10 thoughts on “TBT: The Harvey Girls (1946), Part 1 – The ‘Good’ Girls

  1. One of my novels “Sunset and Steel Rails” is about a proper young Boston lady who goes West as a Harvey Girl in the late 1880s; there is some absolutely fascinating material out there about the Fred Harvey Company. It wasn’t just that he made it a policy to hire female waitstaff for his railroad concession restaurants, and paid them very well for their work, but the ladies earned seniority, and the opportunity to advance. One of their perks was a pass for free travel anywhere on the Atchison, Topeka and Santa Fe. He also had a nationwide hospitality corporation about a hundred years before such a thing became wide-spread. Not only the railway restaurants on the AT & SF, but the dining cars on the railway, and a number of high-end hotels, some of which are still in operation. The Fred Harvey Company maintained a central laundry facility, had their own cattle ranch to supply beef, had a central training facility at Newton for new staff … and kickstarted Santa Fe western style as part of their operations in New Mexico.
    Alas, the movie was almost a last horrah for the company, what with long-distance auto travel overtaking that of train travel after the end of WWII…
    https://www.amazon.com/gp/product/0989782050/ref=dbs_a_def_rwt_bibl_vppi_i12

  2. it’s all very 1940’s does late Victorian, but pretty accurate compared to normal 1940’s does Period flicks!

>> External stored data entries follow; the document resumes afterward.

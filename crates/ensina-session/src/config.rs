//! Configuration types for the session client, validator, and monitor

use std::time::Duration;

use crate::error::AuthError;

/// Session client configuration
#[derive(Debug, Clone)]
pub struct SessionConfig {
    /// Base URL of the session API (e.g., https://app.ensina.dev)
    pub base_url: String,
    /// TCP connect timeout
    pub connect_timeout: Duration,
    /// Whole-request timeout; a hit surfaces as a network error
    pub request_timeout: Duration,
    /// How long a fetched user stays fresh
    pub session_ttl: Duration,
    /// Quiet window after a session check during which new checks reuse the cache
    pub check_debounce: Duration,
    /// Coalescing window for subscriber notifications
    pub notify_debounce: Duration,
    /// Consecutive failures before the breaker opens
    pub breaker_threshold: u32,
    /// How long the breaker stays open before a half-open probe
    pub breaker_cooldown: Duration,
}

impl SessionConfig {
    /// Create a session config for the given API base URL
    pub fn new(base_url: impl Into<String>) -> Self {
        Self {
            base_url: base_url.into(),
            connect_timeout: Duration::from_secs(5),
            request_timeout: Duration::from_secs(10),
            session_ttl: Duration::from_secs(5 * 60), // 5 minutes
            check_debounce: Duration::from_secs(5),
            notify_debounce: Duration::from_millis(100),
            breaker_threshold: 5,
            breaker_cooldown: Duration::from_secs(30),
        }
    }

    /// Set the TCP connect timeout
    #[must_use]
    pub fn with_connect_timeout(mut self, timeout: Duration) -> Self {
        self.connect_timeout = timeout;
        self
    }

    /// Set the whole-request timeout
    #[must_use]
    pub fn with_request_timeout(mut self, timeout: Duration) -> Self {
        self.request_timeout = timeout;
        self
    }

    /// Set the cache TTL for the fetched user
    #[must_use]
    pub fn with_session_ttl(mut self, ttl: Duration) -> Self {
        self.session_ttl = ttl;
        self
    }

    /// Set the session-check debounce window
    #[must_use]
    pub fn with_check_debounce(mut self, window: Duration) -> Self {
        self.check_debounce = window;
        self
    }

    /// Set the subscriber-notification coalescing window
    #[must_use]
    pub fn with_notify_debounce(mut self, window: Duration) -> Self {
        self.notify_debounce = window;
        self
    }

    /// Set the breaker failure threshold
    #[must_use]
    pub fn with_breaker_threshold(mut self, threshold: u32) -> Self {
        self.breaker_threshold = threshold;
        self
    }

    /// Set the breaker cooldown
    #[must_use]
    pub fn with_breaker_cooldown(mut self, cooldown: Duration) -> Self {
        self.breaker_cooldown = cooldown;
        self
    }

    /// Check the config for values that cannot work at runtime
    pub fn validate(&self) -> Result<(), AuthError> {
        if self.base_url.trim().is_empty() {
            return Err(AuthError::Config("base_url must not be empty".to_string()));
        }
        if !self.base_url.starts_with("http://") && !self.base_url.starts_with("https://") {
            return Err(AuthError::Config(format!(
                "base_url must be an http(s) URL, got {:?}",
                self.base_url
            )));
        }
        if self.breaker_threshold == 0 {
            return Err(AuthError::Config(
                "breaker_threshold must be at least 1".to_string(),
            ));
        }
        if self.session_ttl.is_zero() {
            return Err(AuthError::Config(
                "session_ttl must be non-zero".to_string(),
            ));
        }
        Ok(())
    }
}

/// Consistency validator configuration
#[derive(Debug, Clone)]
pub struct ValidatorConfig {
    /// Attempt automatic correction after an inconsistent validation
    pub auto_fix: bool,
    /// Maximum number of retained reports
    pub history_capacity: usize,
    /// Retry policy for correction execution
    pub retry: crate::retry::RetryConfig,
}

impl Default for ValidatorConfig {
    fn default() -> Self {
        Self {
            auto_fix: true,
            history_capacity: 50,
            retry: crate::retry::RetryConfig::default(),
        }
    }
}

impl ValidatorConfig {
    /// Create a validator config with default values
    #[must_use]
    pub fn new() -> Self {
        Self::default()
    }

    /// Enable or disable automatic correction
    #[must_use]
    pub fn with_auto_fix(mut self, auto_fix: bool) -> Self {
        self.auto_fix = auto_fix;
        self
    }

    /// Set the report history capacity
    #[must_use]
    pub fn with_history_capacity(mut self, capacity: usize) -> Self {
        self.history_capacity = capacity;
        self
    }

    /// Set the correction retry policy
    #[must_use]
    pub fn with_retry(mut self, retry: crate::retry::RetryConfig) -> Self {
        self.retry = retry;
        self
    }

    /// Check the config for values that cannot work at runtime
    pub fn validate(&self) -> Result<(), AuthError> {
        if self.history_capacity == 0 {
            return Err(AuthError::Config(
                "history_capacity must be at least 1".to_string(),
            ));
        }
        if self.retry.max_attempts == 0 {
            return Err(AuthError::Config(
                "retry.max_attempts must be at least 1".to_string(),
            ));
        }
        Ok(())
    }
}

/// Health monitor configuration
#[derive(Debug, Clone)]
pub struct MonitorConfig {
    /// Interval between consistency cycles
    pub interval: Duration,
    /// Consecutive inconsistent cycles tolerated before escalation
    pub max_consecutive_inconsistencies: u32,
}

impl Default for MonitorConfig {
    fn default() -> Self {
        Self {
            interval: Duration::from_secs(60),
            max_consecutive_inconsistencies: 3,
        }
    }
}

impl MonitorConfig {
    /// Create a monitor config with default values
    #[must_use]
    pub fn new() -> Self {
        Self::default()
    }

    /// Set the cycle interval
    #[must_use]
    pub fn with_interval(mut self, interval: Duration) -> Self {
        self.interval = interval;
        self
    }

    /// Set the escalation threshold
    #[must_use]
    pub fn with_max_consecutive_inconsistencies(mut self, max: u32) -> Self {
        self.max_consecutive_inconsistencies = max;
        self
    }

    /// Check the config for values that cannot work at runtime
    pub fn validate(&self) -> Result<(), AuthError> {
        if self.interval.is_zero() {
            return Err(AuthError::Config("interval must be non-zero".to_string()));
        }
        Ok(())
    }
}

#[cfg(test)]
mod tests {
    use super::*;

    #[test]
    fn test_session_defaults() {
        let config = SessionConfig::new("https://app.ensina.dev");
        assert_eq!(config.session_ttl, Duration::from_secs(300));
        assert_eq!(config.check_debounce, Duration::from_secs(5));
        assert_eq!(config.notify_debounce, Duration::from_millis(100));
        assert_eq!(config.breaker_threshold, 5);
        assert_eq!(config.breaker_cooldown, Duration::from_secs(30));
        assert!(config.validate().is_ok());
    }

    #[test]
    fn test_session_builders() {
        let config = SessionConfig::new("http://localhost:3000")
            .with_session_ttl(Duration::from_secs(60))
            .with_check_debounce(Duration::ZERO)
            .with_breaker_threshold(2);
        assert_eq!(config.session_ttl, Duration::from_secs(60));
        assert_eq!(config.check_debounce, Duration::ZERO);
        assert_eq!(config.breaker_threshold, 2);
    }

    #[test]
    fn test_session_validation_rejects_bad_values() {
        assert!(SessionConfig::new("").validate().is_err());
        assert!(SessionConfig::new("ftp://app.ensina.dev").validate().is_err());
        assert!(SessionConfig::new("https://app.ensina.dev")
            .with_breaker_threshold(0)
            .validate()
            .is_err());
        assert!(SessionConfig::new("https://app.ensina.dev")
            .with_session_ttl(Duration::ZERO)
            .validate()
            .is_err());
    }

    #[test]
    fn test_validator_defaults_and_validation() {
        let config = ValidatorConfig::default();
        assert!(config.auto_fix);
        assert_eq!(config.history_capacity, 50);
        assert!(config.validate().is_ok());

        assert!(ValidatorConfig::new()
            .with_history_capacity(0)
            .validate()
            .is_err());
    }

    #[test]
    fn test_monitor_defaults_and_validation() {
        let config = MonitorConfig::default();
        assert_eq!(config.interval, Duration::from_secs(60));
        assert_eq!(config.max_consecutive_inconsistencies, 3);
        assert!(config.validate().is_ok());

        assert!(MonitorConfig::new()
            .with_interval(Duration::ZERO)
            .validate()
            .is_err());
    }
}
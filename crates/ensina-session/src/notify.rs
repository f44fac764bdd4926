//! Debounced change notifications
//!
//! Publishes values on a `tokio::sync::watch` channel after a quiet window,
//! so a burst of rapid updates collapses into a single notification carrying
//! the final value. Subscribers never see intermediate values from a burst,
//! only the latest.

use std::sync::Arc;
use std::time::Duration;

use parking_lot::Mutex;
use tokio::sync::watch;
use tokio::task::JoinHandle;

/// Watch-channel publisher with a trailing-edge debounce window.
///
/// Non-zero windows need a running tokio runtime at `publish` time; a zero
/// window publishes synchronously.
#[derive(Debug)]
pub struct DebouncedPublisher<T> {
    sender: watch::Sender<T>,
    // Held so publishing never fails for lack of subscribers.
    receiver: watch::Receiver<T>,
    window: Duration,
    pending: Arc<Mutex<Pending<T>>>,
}

#[derive(Debug)]
struct Pending<T> {
    latest: Option<T>,
    timer: Option<JoinHandle<()>>,
}

impl<T: Clone + Send + Sync + 'static> DebouncedPublisher<T> {
    /// Create a publisher whose channel starts at `initial`.
    pub fn new(initial: T, window: Duration) -> Self {
        let (sender, receiver) = watch::channel(initial);
        Self {
            sender,
            receiver,
            window,
            pending: Arc::new(Mutex::new(Pending {
                latest: None,
                timer: None,
            })),
        }
    }

    /// Subscribe to published values.
    ///
    /// The receiver observes values published after this call; the current
    /// value is available through `watch::Receiver::borrow` immediately.
    pub fn subscribe(&self) -> watch::Receiver<T> {
        self.receiver.clone()
    }

    /// The most recently published value.
    pub fn last_published(&self) -> T {
        self.receiver.borrow().clone()
    }

    /// Queue a value for publication once the quiet window elapses.
    ///
    /// Each call restarts the window and replaces the queued value, so only
    /// the newest value of a burst is sent.
    pub fn publish(&self, value: T) {
        let mut pending = self.pending.lock();
        if let Some(timer) = pending.timer.take() {
            timer.abort();
        }

        if self.window.is_zero() {
            pending.latest = None;
            drop(pending);
            let _ = self.sender.send(value);
            return;
        }

        pending.latest = Some(value);

        let sender = self.sender.clone();
        let slot = Arc::clone(&self.pending);
        let window = self.window;
        pending.timer = Some(tokio::spawn(async move {
            tokio::time::sleep(window).await;
            let value = {
                let mut pending = slot.lock();
                pending.timer = None;
                pending.latest.take()
            };
            if let Some(value) = value {
                let _ = sender.send(value);
            }
        }));
    }

    /// Update the channel value without waking subscribers.
    ///
    /// `last_published` and `borrow` observe the new value; `changed` does
    /// not resolve for it. When a debounced publication is already queued,
    /// the value is absorbed into it so the eventual wake-up delivers the
    /// newest state.
    pub fn set_silently(&self, value: T) {
        let mut pending = self.pending.lock();
        if pending.timer.is_some() {
            pending.latest = Some(value);
            return;
        }
        self.sender.send_if_modified(|slot| {
            *slot = value;
            false
        });
    }
}

impl<T> Drop for DebouncedPublisher<T> {
    fn drop(&mut self) {
        if let Some(timer) = self.pending.lock().timer.take() {
            timer.abort();
        }
    }
}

  3. Thanks for the post and research!
    I just heard of this movie for the first time recently. Now it’s on my To Watch list! I’m a sucker for musicals.

  4. This was nice. I rememberseeing this year’s ago and since I’m a Garland fan enjoyed it. This post makes me want to see it again. Why does Cyd wear her hair down in the Wait and See number? And who dubbed her singing voice?

      1. Thanks. I wondered if it was Marnie Nixon. She did Deborah Kerr’s in King and I

  5. My mother loved this movie, and actually bought me a Harvey House book. Which made me weirdly nostalgic and hungry.

  6. I dig Judy’s travelling suit, but after seeing Angela Lansbury in the background, I can’t wait for the Bad Girls post! I wish I could do that hair.

    Also, I must be a smidge younger than you, because I associate Lansbury with Murder, She Wrote.

  7. I love this movie. It’s such fun to watch. And I can tolerate the 40s influence on the fashions and hairstyles.